Eventually, Pogrebin got him away from the crowd, and brought him back to the Hotel Bristol. All was going well until Pogrebin made to leave the lobby. Showing the ability to turn dark in an instant, Behan picked up a heavy ashtray and assured her he'd smash the front window of the place if she didn't come up to his room. Behan threatened to cause a scene and to give the publicist all the newspaper headlines she could handle.

Deciding to avoid a fracas, she walked him to the elevator, grabbing his arm and calming him down. Once they reached his room, however, Behan flipped again.

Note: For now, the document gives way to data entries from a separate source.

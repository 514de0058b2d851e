use frameline_common::{ObjectId, ParticleEmitterDesc};
use std::collections::HashSet;

use crate::desc::{EmitterTransformDesc, ParticleSubmitRequest};

/// One emitter as the particle pass sees it.
#[derive(Debug, Clone, PartialEq)]
pub struct EmitterState {
    pub desc: ParticleEmitterDesc,
    /// Cleared when the owning object is deleted. Indices stay stable.
    pub active: bool,
}

/// What the particle pass draws this frame.
#[derive(Debug, Clone, Default, PartialEq)]
pub struct ParticleFrameData {
    pub active_emitters: usize,
    pub ticked: Vec<usize>,
}

/// Render-side emitter set and the per-frame simulation requests.
#[derive(Debug, Default)]
pub struct ParticlePass {
    emitters: Vec<EmitterState>,
    tick_indices: Vec<usize>,
    /// Owners deleted on the render side. Their emitters stay inactive
    /// across resubmits until the owner is upserted again.
    retired_owners: HashSet<ObjectId>,
}

impl ParticlePass {
    /// Replace every emitter with the submitted set. Emitters of retired
    /// owners come back inactive.
    pub fn submit(&mut self, request: &ParticleSubmitRequest) {
        let retired = &self.retired_owners;
        self.emitters = request
            .emitters
            .iter()
            .map(|desc| EmitterState {
                desc: desc.clone(),
                active: desc.owner.is_none_or(|owner| !retired.contains(&owner)),
            })
            .collect();
        self.tick_indices.clear();
        tracing::debug!(emitters = self.emitters.len(), "particle emitters submitted");
    }

    /// Emitters to simulate this frame. Unknown indices are dropped.
    pub fn set_tick_indices(&mut self, indices: &[usize]) {
        let count = self.emitters.len();
        self.tick_indices = indices
            .iter()
            .copied()
            .filter(|&index| {
                let known = index < count;
                if !known {
                    tracing::warn!(index, count, "tick request for unknown emitter");
                }
                known
            })
            .collect();
    }

    pub fn set_transforms(&mut self, transforms: &[EmitterTransformDesc]) {
        for transform in transforms {
            match self.emitters.get_mut(transform.index) {
                Some(state) => {
                    state.desc.position = transform.position;
                    state.desc.rotation = transform.rotation;
                }
                None => tracing::warn!(index = transform.index, "transform for unknown emitter"),
            }
        }
    }

    /// Deactivate every emitter owned by `owner`.
    pub fn retire_emitters_owned_by(&mut self, owner: ObjectId) -> usize {
        self.retired_owners.insert(owner);
        let mut retired = 0;
        for state in &mut self.emitters {
            if state.active && state.desc.owner == Some(owner) {
                state.active = false;
                retired += 1;
            }
        }
        if retired > 0 {
            self.tick_indices
                .retain(|&i| self.emitters.get(i).is_some_and(|s| s.active));
        }
        retired
    }

    /// Reactivate the emitters of a retired owner that came back. Returns
    /// how many were reactivated.
    pub fn restore_emitters_owned_by(&mut self, owner: ObjectId) -> usize {
        if !self.retired_owners.remove(&owner) {
            return 0;
        }
        let mut restored = 0;
        for state in &mut self.emitters {
            if !state.active && state.desc.owner == Some(owner) {
                state.active = true;
                restored += 1;
            }
        }
        restored
    }

    pub fn emitter_count(&self) -> usize {
        self.emitters.len()
    }

    pub fn emitters(&self) -> &[EmitterState] {
        &self.emitters
    }

    pub fn tick_indices(&self) -> &[usize] {
        &self.tick_indices
    }

    pub fn frame_data(&self) -> ParticleFrameData {
        ParticleFrameData {
            active_emitters: self.emitters.iter().filter(|s| s.active).count(),
            ticked: self.tick_indices.clone(),
        }
    }

    /// Tick requests are per frame.
    pub fn end_frame(&mut self) {
        self.tick_indices.clear();
    }

    pub fn clear(&mut self) {
        self.emitters.clear();
        self.tick_indices.clear();
        self.retired_owners.clear();
    }
}

#[cfg(test)]
mod tests {
    use super::*;
    use glam::{Quat, Vec3};

    fn emitter(owner: Option<u64>) -> ParticleEmitterDesc {
        ParticleEmitterDesc {
            owner: owner.map(ObjectId),
            ..ParticleEmitterDesc::default()
        }
    }

    fn pass_with(owners: &[Option<u64>]) -> ParticlePass {
        let mut pass = ParticlePass::default();
        pass.submit(&ParticleSubmitRequest {
            emitters: owners.iter().map(|o| emitter(*o)).collect(),
        });
        pass
    }

    #[test]
    fn submit_replaces_emitters() {
        let mut pass = pass_with(&[None, None, None]);
        assert_eq!(pass.emitter_count(), 3);
        pass.submit(&ParticleSubmitRequest {
            emitters: vec![emitter(None)],
        });
        assert_eq!(pass.emitter_count(), 1);
    }

    #[test]
    fn unknown_tick_indices_are_dropped() {
        let mut pass = pass_with(&[None, None]);
        pass.set_tick_indices(&[0, 1, 5]);
        assert_eq!(pass.tick_indices(), &[0, 1]);
        pass.end_frame();
        assert!(pass.tick_indices().is_empty());
    }

    #[test]
    fn transforms_overwrite_pose() {
        let mut pass = pass_with(&[None]);
        let rotation = Quat::from_rotation_y(1.0);
        pass.set_transforms(&[
            EmitterTransformDesc {
                index: 0,
                position: Vec3::new(1.0, 2.0, 3.0),
                rotation,
            },
            EmitterTransformDesc {
                index: 9,
                position: Vec3::ZERO,
                rotation: Quat::IDENTITY,
            },
        ]);
        let desc = &pass.emitters()[0].desc;
        assert_eq!(desc.position, Vec3::new(1.0, 2.0, 3.0));
        assert_eq!(desc.rotation, rotation);
    }

    #[test]
    fn retiring_owner_deactivates_its_emitters() {
        let mut pass = pass_with(&[Some(7), None, Some(7), Some(8)]);
        pass.set_tick_indices(&[0, 1, 2, 3]);
        assert_eq!(pass.retire_emitters_owned_by(ObjectId(7)), 2);
        assert_eq!(pass.retire_emitters_owned_by(ObjectId(7)), 0);
        assert_eq!(pass.tick_indices(), &[1, 3]);

        let frame = pass.frame_data();
        assert_eq!(frame.active_emitters, 2);
        assert_eq!(pass.emitter_count(), 4);
    }

    #[test]
    fn resubmit_keeps_retired_owner_inactive() {
        let mut pass = pass_with(&[Some(7)]);
        pass.retire_emitters_owned_by(ObjectId(7));
        pass.submit(&ParticleSubmitRequest {
            emitters: vec![emitter(Some(7)), emitter(None)],
        });

        assert!(!pass.emitters()[0].active);
        assert!(pass.emitters()[1].active);
        assert_eq!(pass.frame_data().active_emitters, 1);
    }

    #[test]
    fn returning_owner_restores_emitters() {
        let mut pass = pass_with(&[Some(7), Some(8)]);
        pass.retire_emitters_owned_by(ObjectId(7));
        assert_eq!(pass.restore_emitters_owned_by(ObjectId(8)), 0);
        assert_eq!(pass.restore_emitters_owned_by(ObjectId(7)), 1);
        assert!(pass.emitters()[0].active);

        pass.submit(&ParticleSubmitRequest {
            emitters: vec![emitter(Some(7))],
        });
        assert!(pass.emitters()[0].active);
    }
}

"He grabbed my shoulders, threw me on the bed and dived on top of me," wrote Pogrebin. "If I had pause for any thought at all – other than shock and fear – it was that someone so totally soused could still have such strength and energy. I kicked and squirmed and pummelled him. He was beyond reason. My protests were getting futile. My struggling was getting me nowhere. I didn't scream for fear that my saviours – given the fact of this unsavoury hotel – might be worse than my attacker.

"In full face of the terror that I might actually be raped, I uttered a plea from the primordial depths within me: 'Please Brendan, don't! I'm a nice Jewish girl.' Those words somehow hit him like a cold shower.

He bolted upright.

He sat primly on the edge of the bed and with one hand stroking my cheek, he said: 'Well for Jaysus sake, why didn't you say that in the first place?' While I cringed and trembled in one corner of the room, Brendan paced the floor, suddenly sober and very intense.

Now filled with remorse, Behan began expounding on his theories about the similarities between the Irish and the Jews.

Eventually, in a bizarre sequel to a frightening episode that showcased the darkest corner of his sexual psyche, Behan walked Pogrebin back downstairs, and waited with her on the street as she hailed a cab for home just after dawn.